On the correlation of nonperturbative fluctuations of glass-forming liquids and magnetic glasses

Abstract

Contrary to the established ideas that glasses and glass-forming liquids are homogeneous and isotropic, appreciable structural and compositional heterogeneities are observed in these states. The nature of the heterogeneities in glasses and glass-forming liquids is considered, and the influence of these heterogeneities on the properties of magnetic glasses is examined. Heterophase fluctuations (HPFs), which are nonperturbative disturbances, can play an important role in the thermodynamics of glass-forming liquids, and under certain conditions the liquid has a critical point. The heterogeneities generated in the liquid and glassy states by the HPFs are considered, and the Ginzburg–Landau equations for the HPFs are derived.
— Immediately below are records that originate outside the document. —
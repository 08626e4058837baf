use std::collections::{BTreeMap, HashMap};
use std::fs;
use std::path::PathBuf;
use std::sync::{Arc, Mutex};

use tracing::{debug, info, warn};

use shared_models::ClientError;

use crate::models::Session;

pub const USERNAME_KEY: &str = "username";
pub const PATIENT_NAME_KEY: &str = "patientName";

/// Persistent string key-value storage, the client's equivalent of the
/// browser's local storage.
pub trait KeyValueStore: Send + Sync {
    fn get(&self, key: &str) -> Result<Option<String>, ClientError>;
    fn set(&self, key: &str, value: &str) -> Result<(), ClientError>;
    fn remove(&self, key: &str) -> Result<(), ClientError>;
}

#[derive(Default)]
pub struct MemoryStore {
    entries: Mutex<HashMap<String, String>>,
}

impl MemoryStore {
    pub fn new() -> Self {
        Self::default()
    }

    fn entries(&self) -> Result<std::sync::MutexGuard<'_, HashMap<String, String>>, ClientError> {
        self.entries
            .lock()
            .map_err(|_| ClientError::Storage("memory store lock poisoned".to_string()))
    }
}

impl KeyValueStore for MemoryStore {
    fn get(&self, key: &str) -> Result<Option<String>, ClientError> {
        Ok(self.entries()?.get(key).cloned())
    }

    fn set(&self, key: &str, value: &str) -> Result<(), ClientError> {
        self.entries()?.insert(key.to_string(), value.to_string());
        Ok(())
    }

    fn remove(&self, key: &str) -> Result<(), ClientError> {
        self.entries()?.remove(key);
        Ok(())
    }
}

/// JSON object on disk, rewritten on every change. Survives restarts until
/// the keys are removed.
pub struct FileStore {
    path: PathBuf,
    lock: Mutex<()>,
}

impl FileStore {
    pub fn new(path: impl Into<PathBuf>) -> Self {
        Self {
            path: path.into(),
            lock: Mutex::new(()),
        }
    }

    fn read_all(&self) -> Result<BTreeMap<String, String>, ClientError> {
        if !self.path.exists() {
            return Ok(BTreeMap::new());
        }

        let content = fs::read_to_string(&self.path).map_err(|e| {
            ClientError::Storage(format!("failed to read {:?}: {}", self.path, e))
        })?;

        if content.trim().is_empty() {
            return Ok(BTreeMap::new());
        }

        serde_json::from_str(&content).map_err(|e| {
            ClientError::Storage(format!("failed to parse {:?}: {}", self.path, e))
        })
    }

    fn write_all(&self, entries: &BTreeMap<String, String>) -> Result<(), ClientError> {
        if let Some(parent) = self.path.parent().filter(|p| !p.as_os_str().is_empty()) {
            fs::create_dir_all(parent).map_err(|e| {
                ClientError::Storage(format!("failed to create {:?}: {}", parent, e))
            })?;
        }

        let content = serde_json::to_string_pretty(entries)?;
        fs::write(&self.path, content).map_err(|e| {
            ClientError::Storage(format!("failed to write {:?}: {}", self.path, e))
        })
    }

    fn update<F>(&self, change: F) -> Result<(), ClientError>
    where F: FnOnce(&mut BTreeMap<String, String>) {
        let _guard = self.lock
            .lock()
            .map_err(|_| ClientError::Storage("file store lock poisoned".to_string()))?;
        let mut entries = self.read_all()?;
        change(&mut entries);
        self.write_all(&entries)
    }
}

impl KeyValueStore for FileStore {
    fn get(&self, key: &str) -> Result<Option<String>, ClientError> {
        Ok(self.read_all()?.remove(key))
    }

    fn set(&self, key: &str, value: &str) -> Result<(), ClientError> {
        self.update(|entries| {
            entries.insert(key.to_string(), value.to_string());
        })
    }

    fn remove(&self, key: &str) -> Result<(), ClientError> {
        self.update(|entries| {
            entries.remove(key);
        })
    }
}

/// Session gate over a key-value store. The username is written under two
/// keys: `username` gates actions, `patientName` pre-fills the booking form.
#[derive(Clone)]
pub struct SessionManager {
    store: Arc<dyn KeyValueStore>,
}

impl SessionManager {
    pub fn new(store: Arc<dyn KeyValueStore>) -> Self {
        Self { store }
    }

    pub fn in_memory() -> Self {
        Self::new(Arc::new(MemoryStore::new()))
    }

    /// An unreadable store counts as logged out.
    pub fn current(&self) -> Option<Session> {
        match self.store.get(USERNAME_KEY) {
            Ok(Some(username)) if !username.is_empty() => Some(Session { username }),
            Ok(_) => None,
            Err(e) => {
                warn!("Could not read session: {}", e);
                None
            }
        }
    }

    pub fn is_logged_in(&self) -> bool {
        self.current().is_some()
    }

    /// The gate for personal actions: the current session or `NotLoggedIn`.
    pub fn require(&self) -> Result<Session, ClientError> {
        self.current().ok_or(ClientError::NotLoggedIn)
    }

    pub fn saved_patient_name(&self) -> Option<String> {
        match self.store.get(PATIENT_NAME_KEY) {
            Ok(name) => name.filter(|n| !n.is_empty()),
            Err(e) => {
                warn!("Could not read saved patient name: {}", e);
                None
            }
        }
    }

    pub fn persist_login(&self, username: &str) -> Result<Session, ClientError> {
        self.store.set(USERNAME_KEY, username)?;
        self.store.set(PATIENT_NAME_KEY, username)?;
        info!("Session started for {}", username);
        Ok(Session { username: username.to_string() })
    }

    pub fn clear(&self) -> Result<(), ClientError> {
        self.store.remove(USERNAME_KEY)?;
        self.store.remove(PATIENT_NAME_KEY)?;
        debug!("Session keys removed");
        Ok(())
    }
}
The order parameter chosen is the fraction of noncrystalline solid-state clusters in the liquid. The correlation length of the order parameter is the characteristic mesoscopic scale of the heterogeneities. The mesoscopic compositional and topological disorder of a glass “spills over” into disorder of its spin system. The phase transitions in the spin system are investigated by well-known approaches with allowance for the mesoscopic heterogeneities. It is shown that correlated domains originating from correlated heterogeneities of the liquid substantially alter the susceptibility and relaxation properties of the paramagnetic state. The phase diagram of a magnetic glass is investigated, and some experimental data are discussed.